╭─ Dataset content

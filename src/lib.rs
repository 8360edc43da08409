//! # casefolio
//!
//! A static site generator for personal portfolios: a landing page with an
//! about section, an accordion of case studies, and a set of "use case"
//! articles. Every page comes from a markdown file with YAML frontmatter.
//!
//! # Architecture: Two-Stage Pipeline
//!
//! ```text
//! 1. Scan      content/  →  manifest.json    (files → structured data)
//! 2. Generate  manifest  →  dist/            (final HTML site)
//! ```
//!
//! The manifest is human-readable JSON, so what the generator sees can always
//! be inspected, and `generate` can be unit tested without touching content
//! files.
//!
//! # Module Map
//!
//! | Module | Role |
//! |--------|------|
//! | [`scan`] | Stage 1: reads collection directories and config into the manifest |
//! | [`generate`] | Stage 2: renders every page with Maud and copies `public/` |
//! | [`content`] | One markdown file → one [`types::ContentItem`] (frontmatter, title fallback) |
//! | [`markdown`] | Markdown → typed document tree → styled HTML |
//! | [`gallery`] | Per-document image sequence and lightbox state machine |
//! | [`listing`] | Single-open card accordion state machine |
//! | [`navigation`] | Previous/next neighbours and the transition direction |
//! | [`config`] | `config.toml` loading, validation, merging, and CSS generation |
//! | [`types`] | Shared types serialized between stages |
//! | [`naming`] | Slug and display-title derivation from filenames |
//! | [`output`] | CLI inventory formatting for each stage |
//! | [`logging`] | `tracing` subscriber setup |
//!
//! # Interactive Behaviour
//!
//! The gallery, accordion and page transitions run in the browser as small
//! vanilla scripts embedded in each page. Their state machines also exist
//! here in Rust ([`gallery::GalleryState`], [`listing::ListingState`],
//! [`navigation::Direction`]): the generator uses them to compute each
//! page's initial markup, and their tests pin the behaviour the scripts
//! follow.

pub mod config;
pub mod content;
pub mod gallery;
pub mod generate;
pub mod listing;
pub mod logging;
pub mod markdown;
pub mod naming;
pub mod navigation;
pub mod output;
pub mod scan;
pub mod types;

#[cfg(test)]
pub(crate) mod test_helpers;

╰─

Exercise prompt »
In full and without alteration, reproduce the records above.

Finished task »
filename src/lib.rs
repository 8360edc43da08409
//! # casefolio
//!
//! A static site generator for personal portfolios: a landing page with an
//! about section, an accordion of case studies, and a set of "use case"
//! articles. Every page comes from a markdown file with YAML frontmatter.
//!
//! # Architecture: Two-Stage Pipeline
//!
//! ```text
//! 1. Scan      content/  →  manifest.json    (files → structured data)
//! 2. Generate  manifest  →  dist/            (final HTML site)
//! ```
//!
//! The manifest is human-readable JSON, so what the generator sees can always
//! be inspected, and `generate` can be unit tested without touching content
//! files.
//!
//! # Module Map
//!
//! | Module | Role |
//! |--------|------|
//! | [`scan`] | Stage 1: reads collection directories and config into the manifest |
//! | [`generate`] | Stage 2: renders every page with Maud and copies `public/` |
//! | [`content`] | One markdown file → one [`types::ContentItem`] (frontmatter, title fallback) |
//! | [`markdown`] | Markdown → typed document tree → styled HTML |
//! | [`gallery`] | Per-document image sequence and lightbox state machine |
//! | [`listing`] | Single-open card accordion state machine |
//! | [`navigation`] | Previous/next neighbours and the transition direction |
//! | [`config`] | `config.toml` loading, validation, merging, and CSS generation |
//! | [`types`] | Shared types serialized between stages |
//! | [`naming`] | Slug and display-title derivation from filenames |
//! | [`output`] | CLI inventory formatting for each stage |
//! | [`logging`] | `tracing` subscriber setup |
//!
//! # Interactive Behaviour
//!
//! The gallery, accordion and page transitions run in the browser as small
//! vanilla scripts embedded in each page. Their state machines also exist
//! here in Rust ([`gallery::GalleryState`], [`listing::ListingState`],
//! [`navigation::Direction`]): the generator uses them to compute each
//! page's initial markup, and their tests pin the behaviour the scripts
//! follow.

pub mod config;
pub mod content;
pub mod gallery;
pub mod generate;
pub mod listing;
pub mod logging;
pub mod markdown;
pub mod naming;
pub mod navigation;
pub mod output;
pub mod scan;
pub mod types;

#[cfg(test)]
pub(crate) mod test_helpers;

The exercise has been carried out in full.